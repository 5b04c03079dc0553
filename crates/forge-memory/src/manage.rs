// SPDX-FileCopyrightText: 2026 Session Forge Contributors
// SPDX-License-Identifier: MIT OR Apache-2.0

//! Housekeeping across every store: stats, export, prune and clear.

use std::collections::BTreeMap;

use chrono::{DateTime, TimeDelta, Utc};
use forge_core::{ForgeError, format_timestamp};
use forge_storage::{CollectionDocument, CollectionStore, PruneOutcome, recovered_count};
use serde::Serialize;
use serde_json::Value;
use strum::{Display, EnumString, IntoStaticStr};
use tracing::info;

use crate::stores::ForgeMemory;
use crate::types::{DeadEndEntry, DecisionEntry, JournalEntry, Profile};

/// Default age for [`prune`].
pub const DEFAULT_PRUNE_DAYS: u32 = 90;

/// Which store a management action targets.
#[derive(
    Debug, Clone, Copy, Default, PartialEq, Eq, Serialize, Display, EnumString, IntoStaticStr,
)]
#[serde(rename_all = "snake_case")]
#[strum(serialize_all = "snake_case")]
pub enum StoreSelector {
    Journal,
    Decisions,
    DeadEnds,
    Profile,
    #[default]
    All,
}

impl StoreSelector {
    pub const NAMES: [&'static str; 5] = ["journal", "decisions", "dead_ends", "profile", "all"];

    pub fn as_str(self) -> &'static str {
        self.into()
    }

    fn includes(self, other: StoreSelector) -> bool {
        self == StoreSelector::All || self == other
    }
}

#[derive(Debug, Clone, Serialize)]
pub struct Stats {
    pub journal_entries: usize,
    pub decisions: usize,
    pub dead_ends: usize,
    pub has_active_session: bool,
    pub archived_sessions: usize,
    /// Per collection: the stamped version, or `"none"` for legacy files.
    pub schema_versions: BTreeMap<&'static str, Value>,
    /// Per file: size in bytes, absent files omitted.
    pub file_sizes: BTreeMap<&'static str, u64>,
    /// Loads this process recovered from unreadable documents.
    pub recovered_loads: u64,
}

#[derive(Debug, Clone, Serialize)]
pub struct Export {
    pub exported_at: String,
    pub profile: Profile,
    pub journal: Vec<JournalEntry>,
    pub decisions: Vec<DecisionEntry>,
    pub dead_ends: Vec<DeadEndEntry>,
}

fn schema_version<D: CollectionDocument>(store: &CollectionStore<D>) -> Value {
    store
        .load()
        .schema_version()
        .map_or_else(|| Value::from("none"), Value::from)
}

pub fn stats(memory: &ForgeMemory) -> Result<Stats, ForgeError> {
    let paths = memory.paths();
    let files = [
        ("profile", &paths.profile),
        ("journal", &paths.journal),
        ("decisions", &paths.decisions),
        ("dead_ends", &paths.dead_ends),
        ("active_session", &paths.active_session),
    ];
    let file_sizes = files
        .into_iter()
        .filter_map(|(name, path)| std::fs::metadata(path).ok().map(|m| (name, m.len())))
        .collect();

    Ok(Stats {
        journal_entries: memory.journal.store().len(),
        decisions: memory.decisions.store().len(),
        dead_ends: memory.dead_ends.store().len(),
        has_active_session: memory.sessions.has_active(),
        archived_sessions: memory.sessions.archive_count()?,
        schema_versions: BTreeMap::from([
            ("journal", schema_version(memory.journal.store())),
            ("decisions", schema_version(memory.decisions.store())),
            ("dead_ends", schema_version(memory.dead_ends.store())),
        ]),
        file_sizes,
        recovered_loads: recovered_count(),
    })
}

pub fn export(memory: &ForgeMemory, now: DateTime<Utc>) -> Export {
    Export {
        exported_at: format_timestamp(now),
        profile: memory.profile.get(now),
        journal: memory.journal.store().entries(),
        decisions: memory.decisions.store().entries(),
        dead_ends: memory.dead_ends.store().entries(),
    }
}

/// `now - days`, clamped to the earliest representable instant.
fn prune_cutoff(now: DateTime<Utc>, days: u32) -> DateTime<Utc> {
    TimeDelta::try_days(i64::from(days))
        .and_then(|age| now.checked_sub_signed(age))
        .unwrap_or(DateTime::<Utc>::MIN_UTC)
}

/// Drop entries older than `days`. The profile has nothing to prune.
pub fn prune(
    memory: &ForgeMemory,
    store: StoreSelector,
    days: u32,
    now: DateTime<Utc>,
) -> Result<BTreeMap<&'static str, PruneOutcome>, ForgeError> {
    let cutoff = prune_cutoff(now, days);
    let mut results = BTreeMap::new();

    if store.includes(StoreSelector::Journal) {
        results.insert("journal", memory.journal.store().prune_older_than(cutoff)?);
    }
    if store.includes(StoreSelector::Decisions) {
        results.insert("decisions", memory.decisions.store().prune_older_than(cutoff)?);
    }
    if store.includes(StoreSelector::DeadEnds) {
        results.insert("dead_ends", memory.dead_ends.store().prune_older_than(cutoff)?);
    }

    info!(store = %store, days, "prune finished");
    Ok(results)
}

/// Clear `store`. `All` clears the three collections but keeps the profile;
/// `Profile` resets it to the default for `now`.
pub fn clear(
    memory: &ForgeMemory,
    store: StoreSelector,
    now: DateTime<Utc>,
) -> Result<Vec<&'static str>, ForgeError> {
    let mut cleared = Vec::new();

    if store.includes(StoreSelector::Journal) {
        memory.journal.store().clear()?;
        cleared.push("journal");
    }
    if store.includes(StoreSelector::Decisions) {
        memory.decisions.store().clear()?;
        cleared.push("decisions");
    }
    if store.includes(StoreSelector::DeadEnds) {
        memory.dead_ends.store().clear()?;
        cleared.push("dead_ends");
    }
    if store == StoreSelector::Profile {
        memory.profile.reset(now)?;
        cleared.push("profile");
    }

    Ok(cleared)
}

#[cfg(test)]
mod tests {
    use super::*;
    use crate::dead_ends::NewDeadEnd;
    use crate::journal::NewJournalEntry;
    use crate::profile::ProfileUpdate;
    use crate::sessions::NewCheckpoint;
    use chrono::{Duration, TimeZone};
    use forge_storage::StorePaths;

    fn at(days: i64) -> DateTime<Utc> {
        Utc.with_ymd_and_hms(2026, 1, 1, 0, 0, 0).unwrap() + Duration::days(days)
    }

    fn open() -> (tempfile::TempDir, ForgeMemory) {
        let dir = tempfile::tempdir().unwrap();
        let memory = ForgeMemory::open(StorePaths::new(dir.path()));
        (dir, memory)
    }

    fn journal(summary: &str) -> NewJournalEntry {
        NewJournalEntry {
            summary: summary.into(),
            ..Default::default()
        }
    }

    fn dead_end(what: &str) -> NewDeadEnd {
        NewDeadEnd {
            attempted: what.into(),
            why_failed: "nope".into(),
            ..Default::default()
        }
    }

    #[test]
    fn selector_parses_known_names_only() {
        for name in StoreSelector::NAMES {
            assert_eq!(name.parse::<StoreSelector>().unwrap().as_str(), name);
        }
        assert!("sessions".parse::<StoreSelector>().is_err());
        assert_eq!(StoreSelector::default(), StoreSelector::All);
    }

    #[test]
    fn stats_on_fresh_store() {
        let (_dir, memory) = open();
        let stats = stats(&memory).unwrap();
        assert_eq!(stats.journal_entries, 0);
        assert!(!stats.has_active_session);
        assert_eq!(stats.archived_sessions, 0);
        assert_eq!(stats.schema_versions["journal"], "none");
        assert!(stats.file_sizes.is_empty());
    }

    #[test]
    fn stats_counts_entries_and_sessions() {
        let (_dir, memory) = open();
        memory.journal.record(journal("a"), at(0)).unwrap();
        memory.dead_ends.record(dead_end("x"), at(0)).unwrap();
        let checkpoint = NewCheckpoint {
            task: "t".into(),
            intent: "i".into(),
            ..Default::default()
        };
        memory.sessions.checkpoint(checkpoint, at(0)).unwrap();

        let stats = stats(&memory).unwrap();
        assert_eq!(stats.journal_entries, 1);
        assert_eq!(stats.dead_ends, 1);
        assert!(stats.has_active_session);
        assert_eq!(stats.schema_versions["journal"], 1);
        assert_eq!(stats.schema_versions["decisions"], "none");
        assert!(stats.file_sizes["journal"] > 0);
        assert!(stats.file_sizes.contains_key("active_session"));
    }

    #[test]
    fn export_collects_everything() {
        let (_dir, memory) = open();
        memory.journal.record(journal("a"), at(0)).unwrap();
        let exported = export(&memory, at(1));
        assert_eq!(exported.journal.len(), 1);
        assert!(exported.decisions.is_empty());
        assert_eq!(exported.exported_at, format_timestamp(at(1)));
        assert_eq!(exported.profile, Profile::default_at(at(1)));
    }

    #[test]
    fn prune_drops_entries_at_or_before_cutoff() {
        let (_dir, memory) = open();
        memory.journal.record(journal("ancient"), at(0)).unwrap();
        memory.journal.record(journal("boundary"), at(10)).unwrap();
        memory.journal.record(journal("fresh"), at(95)).unwrap();
        memory.dead_ends.record(dead_end("old"), at(0)).unwrap();

        let results = prune(&memory, StoreSelector::Journal, DEFAULT_PRUNE_DAYS, at(100)).unwrap();
        assert_eq!(results["journal"], PruneOutcome { before: 3, after: 1 });
        assert!(!results.contains_key("dead_ends"));
        assert_eq!(memory.dead_ends.store().len(), 1);

        let all = prune(&memory, StoreSelector::All, 90, at(100)).unwrap();
        assert_eq!(all.len(), 3);
        assert_eq!(all["dead_ends"], PruneOutcome { before: 1, after: 0 });
    }

    #[test]
    fn prune_profile_touches_nothing() {
        let (_dir, memory) = open();
        memory.journal.record(journal("ancient"), at(0)).unwrap();
        assert!(prune(&memory, StoreSelector::Profile, 1, at(100)).unwrap().is_empty());
        assert_eq!(memory.journal.store().len(), 1);
    }

    #[test]
    fn prune_with_out_of_range_days_keeps_everything() {
        let (_dir, memory) = open();
        memory.journal.record(journal("ancient"), at(0)).unwrap();
        memory.journal.record(journal("fresh"), at(95)).unwrap();

        for days in [200_000_000, u32::MAX] {
            let results = prune(&memory, StoreSelector::Journal, days, at(100)).unwrap();
            assert_eq!(results["journal"], PruneOutcome { before: 2, after: 2 });
        }
        assert_eq!(prune_cutoff(at(100), u32::MAX), DateTime::<Utc>::MIN_UTC);
        assert_eq!(prune_cutoff(at(100), 90), at(10));
    }

    #[test]
    fn clear_all_keeps_profile() {
        let (_dir, memory) = open();
        let update = ProfileUpdate {
            name: Some("Robin".into()),
            ..Default::default()
        };
        memory.profile.update(update, at(0)).unwrap();
        memory.journal.record(journal("a"), at(0)).unwrap();

        let cleared = clear(&memory, StoreSelector::All, at(1)).unwrap();
        assert_eq!(cleared, vec!["journal", "decisions", "dead_ends"]);
        assert_eq!(memory.journal.store().len(), 0);
        assert_eq!(memory.profile.get(at(1)).name.as_deref(), Some("Robin"));

        let cleared = clear(&memory, StoreSelector::Profile, at(2)).unwrap();
        assert_eq!(cleared, vec!["profile"]);
        assert!(memory.profile.get(at(3)).name.is_none());
    }
}
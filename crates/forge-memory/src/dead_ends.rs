// SPDX-FileCopyrightText: 2026 Session Forge Contributors
// SPDX-License-Identifier: MIT OR Apache-2.0

//! Debugging dead ends, capped at the last 100.

use std::path::PathBuf;

use chrono::{DateTime, Utc};
use forge_core::{ForgeError, format_timestamp};
use forge_storage::{CollectionStore, Deletion, ViewItem};

use crate::types::{DeadEndEntry, DeadEndsData};

/// Fields a caller supplies for a new dead end.
#[derive(Debug, Clone, Default)]
pub struct NewDeadEnd {
    pub attempted: String,
    pub why_failed: String,
    pub lesson: Option<String>,
    pub project: Option<String>,
    pub files_involved: Vec<String>,
    pub tags: Vec<String>,
}

#[derive(Debug, Clone)]
pub struct DeadEnds {
    store: CollectionStore<DeadEndsData>,
}

impl DeadEnds {
    pub fn new(path: impl Into<PathBuf>) -> Self {
        Self {
            store: CollectionStore::new(path),
        }
    }

    pub fn store(&self) -> &CollectionStore<DeadEndsData> {
        &self.store
    }

    pub fn record(&self, new: NewDeadEnd, now: DateTime<Utc>) -> Result<DeadEndEntry, ForgeError> {
        let entry = DeadEndEntry {
            timestamp: format_timestamp(now),
            attempted: new.attempted,
            why_failed: new.why_failed,
            lesson: new.lesson.unwrap_or_default(),
            project: new.project,
            files_involved: new.files_involved,
            tags: new.tags,
        };
        self.store.append(entry.clone())?;
        Ok(entry)
    }

    pub fn search(&self, query: &str, limit: usize) -> Vec<DeadEndEntry> {
        self.store.search(query, limit)
    }

    pub fn list(&self, query: Option<&str>, limit: usize) -> Vec<ViewItem> {
        self.store.list(query, limit)
    }

    pub fn delete(&self, index: usize, query: Option<&str>) -> Result<Deletion<DeadEndEntry>, ForgeError> {
        self.store.delete_at(index, query)
    }
}

#[cfg(test)]
mod tests {
    use super::*;
    use chrono::{Duration, TimeZone};

    fn at(ms: i64) -> DateTime<Utc> {
        Utc.with_ymd_and_hms(2026, 1, 1, 0, 0, 0).unwrap() + Duration::milliseconds(ms)
    }

    fn tried(what: &str) -> NewDeadEnd {
        NewDeadEnd {
            attempted: what.to_string(),
            why_failed: "did not help".into(),
            ..Default::default()
        }
    }

    #[test]
    fn missing_lesson_is_empty_string() {
        let dir = tempfile::tempdir().unwrap();
        let dead_ends = DeadEnds::new(dir.path().join("dead-ends.json"));
        let entry = dead_ends.record(tried("tried X"), at(0)).unwrap();
        assert_eq!(entry.lesson, "");
        assert!(entry.project.is_none());
    }

    #[test]
    fn list_delete_list_scenario() {
        let dir = tempfile::tempdir().unwrap();
        let dead_ends = DeadEnds::new(dir.path().join("dead-ends.json"));
        for (n, what) in ["tried X", "tried Y", "tried Z"].iter().enumerate() {
            dead_ends.record(tried(what), at(n as i64)).unwrap();
        }

        let view = dead_ends.list(None, 10);
        let shown: Vec<_> = view.iter().map(|v| (v.index, v.preview.as_str())).collect();
        assert_eq!(shown, vec![(1, "tried X"), (2, "tried Y"), (3, "tried Z")]);

        let deletion = dead_ends.delete(2, None).unwrap();
        assert_eq!(deletion.removed.attempted, "tried Y");
        assert_eq!(deletion.remaining, 2);

        let view = dead_ends.list(None, 10);
        let shown: Vec<_> = view.iter().map(|v| (v.index, v.preview.as_str())).collect();
        assert_eq!(shown, vec![(1, "tried X"), (2, "tried Z")]);
    }

    #[test]
    fn delete_on_empty_collection_fails_without_range() {
        let dir = tempfile::tempdir().unwrap();
        let dead_ends = DeadEnds::new(dir.path().join("dead-ends.json"));
        let err = dead_ends.delete(1, None).unwrap_err();
        assert!(matches!(err, ForgeError::IndexOutOfRange { len: 0, .. }));
        assert_eq!(err.valid_range(), None);
    }
}
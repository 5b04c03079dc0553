// SPDX-FileCopyrightText: 2026 Session Forge Contributors
// SPDX-License-Identifier: MIT OR Apache-2.0

//! `forge stats`, `forge export` and `forge paths`.

use forge_config::ForgeConfig;
use forge_core::ForgeError;
use forge_memory::{ForgeMemory, manage};
use forge_storage::StorePaths;
use serde_json::{Value, json};

fn open(config: &ForgeConfig) -> Result<ForgeMemory, ForgeError> {
    Ok(ForgeMemory::open(StorePaths::resolve(&config.storage)?))
}

fn print_json(value: &Value) -> Result<(), ForgeError> {
    println!("{}", serde_json::to_string_pretty(value)?);
    Ok(())
}

pub fn run_stats(config: &ForgeConfig) -> Result<(), ForgeError> {
    let memory = open(config)?;
    print_json(&serde_json::to_value(manage::stats(&memory)?)?)
}

pub fn run_export(config: &ForgeConfig) -> Result<(), ForgeError> {
    let memory = open(config)?;
    print_json(&serde_json::to_value(manage::export(&memory, chrono::Utc::now()))?)
}

pub fn run_paths(config: &ForgeConfig) -> Result<(), ForgeError> {
    print_json(&paths_json(&StorePaths::resolve(&config.storage)?))
}

/// The resolved layout as a JSON object of display strings.
fn paths_json(paths: &StorePaths) -> Value {
    json!({
        "base": paths.base.display().to_string(),
        "profile": paths.profile.display().to_string(),
        "journal": paths.journal.display().to_string(),
        "decisions": paths.decisions.display().to_string(),
        "dead_ends": paths.dead_ends.display().to_string(),
        "active_session": paths.active_session.display().to_string(),
        "session_history": paths.session_history.display().to_string(),
    })
}
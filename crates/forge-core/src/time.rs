// SPDX-FileCopyrightText: 2026 Session Forge Contributors
// SPDX-License-Identifier: MIT OR Apache-2.0

//! Timestamp formatting.
//!
//! Entry timestamps are ISO-8601 UTC strings with millisecond precision and a
//! `Z` suffix (`2026-03-01T10:15:30.123Z`). They double as the identity of an
//! entry inside its collection.

use chrono::{DateTime, SecondsFormat, Utc};

/// Format `now` as an entry timestamp.
pub fn format_timestamp(now: DateTime<Utc>) -> String {
    now.to_rfc3339_opts(SecondsFormat::Millis, true)
}

/// Current wall-clock time as an entry timestamp.
pub fn now_timestamp() -> String {
    format_timestamp(Utc::now())
}

/// Parse an entry timestamp. Accepts any RFC 3339 offset, not just `Z`.
pub fn parse_timestamp(s: &str) -> Option<DateTime<Utc>> {
    DateTime::parse_from_rfc3339(s)
        .ok()
        .map(|dt| dt.with_timezone(&Utc))
}

#[cfg(test)]
mod tests {
    use super::*;
    use chrono::TimeZone;
    use proptest::prelude::*;

    #[test]
    fn format_uses_millis_and_z_suffix() {
        let now = Utc.with_ymd_and_hms(2026, 3, 1, 10, 15, 30).unwrap();
        assert_eq!(format_timestamp(now), "2026-03-01T10:15:30.000Z");
    }

    #[test]
    fn parse_rejects_garbage() {
        assert!(parse_timestamp("yesterday").is_none());
        assert!(parse_timestamp("").is_none());
    }

    #[test]
    fn parse_accepts_offsets() {
        let parsed = parse_timestamp("2026-03-01T12:00:00+02:00").unwrap();
        assert_eq!(format_timestamp(parsed), "2026-03-01T10:00:00.000Z");
    }

    proptest! {
        #[test]
        fn lexical_order_matches_time_order(a in 0i64..4_000_000_000_000, b in 0i64..4_000_000_000_000) {
            let ta = Utc.timestamp_millis_opt(a).unwrap();
            let tb = Utc.timestamp_millis_opt(b).unwrap();
            prop_assert_eq!(format_timestamp(ta).cmp(&format_timestamp(tb)), ta.cmp(&tb));
        }
    }
}
// SPDX-FileCopyrightText: 2026 Session Forge Contributors
// SPDX-License-Identifier: MIT OR Apache-2.0

//! Integration tests for the Session Forge configuration system.

use figment::Jail;
use forge_config::diagnostic::ConfigError;
use forge_config::{load_and_validate_str, load_config, load_config_from_str};

/// Valid TOML with all known fields deserializes successfully.
#[test]
fn valid_toml_deserializes_into_forge_config() {
    let toml = r#"
[agent]
log_level = "debug"

[storage]
base_dir = "/tmp/forge-data"

[session]
stale_hours = 6.5
history_limit = 25
"#;

    let config = load_config_from_str(toml).expect("valid TOML should deserialize");
    assert_eq!(config.agent.log_level, "debug");
    assert_eq!(config.storage.base_dir.as_deref(), Some("/tmp/forge-data"));
    assert_eq!(config.session.stale_hours, 6.5);
    assert_eq!(config.session.history_limit, 25);
}

/// Missing optional sections use defaults without error.
#[test]
fn missing_optional_sections_use_defaults() {
    let config = load_config_from_str("").expect("empty TOML should use defaults");
    assert_eq!(config.agent.log_level, "info");
    assert!(config.storage.base_dir.is_none());
    assert_eq!(config.session.stale_hours, 24.0);
    assert_eq!(config.session.history_limit, 10);
}

#[test]
fn unknown_field_produces_suggestion() {
    let toml = r#"
[session]
stale_hour = 3
"#;

    let errors = load_and_validate_str(toml).expect_err("should reject unknown field");
    assert_eq!(errors.len(), 1);
    match &errors[0] {
        ConfigError::UnknownKey {
            key, suggestion, ..
        } => {
            assert_eq!(key, "stale_hour");
            assert_eq!(suggestion.as_deref(), Some("stale_hours"));
        }
        other => panic!("expected UnknownKey, got {other:?}"),
    }
}

#[test]
fn wrong_type_produces_invalid_type() {
    let toml = r#"
[session]
history_limit = "many"
"#;

    let errors = load_and_validate_str(toml).expect_err("should reject wrong type");
    assert!(matches!(errors[0], ConfigError::InvalidType { .. }));
}

#[test]
fn validation_errors_surface_through_load_and_validate() {
    let toml = r#"
[session]
stale_hours = 0
"#;

    let errors = load_and_validate_str(toml).expect_err("zero stale hours is invalid");
    assert!(matches!(errors[0], ConfigError::Validation { .. }));
}

#[test]
fn env_dir_overrides_base_dir() {
    Jail::expect_with(|jail| {
        jail.set_env("SESSION_FORGE_DIR", "/tmp/from-env");
        jail.set_env("SESSION_FORGE_STALE_HOURS", "48");
        let config = load_config()?;
        assert_eq!(config.storage.base_dir.as_deref(), Some("/tmp/from-env"));
        assert_eq!(config.session.stale_hours, 48.0);
        Ok(())
    });
}

#[test]
fn local_file_is_overridden_by_env() {
    Jail::expect_with(|jail| {
        jail.create_file(
            "forge.toml",
            r#"
[agent]
log_level = "warn"

[storage]
base_dir = "/tmp/from-file"
"#,
        )?;
        jail.set_env("SESSION_FORGE_LOG_LEVEL", "debug");
        let config = load_config()?;
        assert_eq!(config.storage.base_dir.as_deref(), Some("/tmp/from-file"));
        assert_eq!(config.agent.log_level, "debug");
        Ok(())
    });
}

#[test]
fn unrelated_prefixed_env_vars_are_ignored() {
    Jail::expect_with(|jail| {
        jail.set_env("SESSION_FORGE_SOMETHING_ELSE", "1");
        let config = load_config()?;
        assert_eq!(config.session.history_limit, 10);
        Ok(())
    });
}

> [Task to carry out]: Take the lines from the top of the data through the one that contains "use std::collections::BTreeMap;" and copy them exactly, leaving out every line after it.

> [Answer to the exercise]:
repository 5b04c03079dc0553
filename crates/forge-memory/src/manage.rs
// SPDX-FileCopyrightText: 2026 Session Forge Contributors
// SPDX-License-Identifier: MIT OR Apache-2.0

//! Housekeeping across every store: stats, export, prune and clear.

use std::collections::BTreeMap;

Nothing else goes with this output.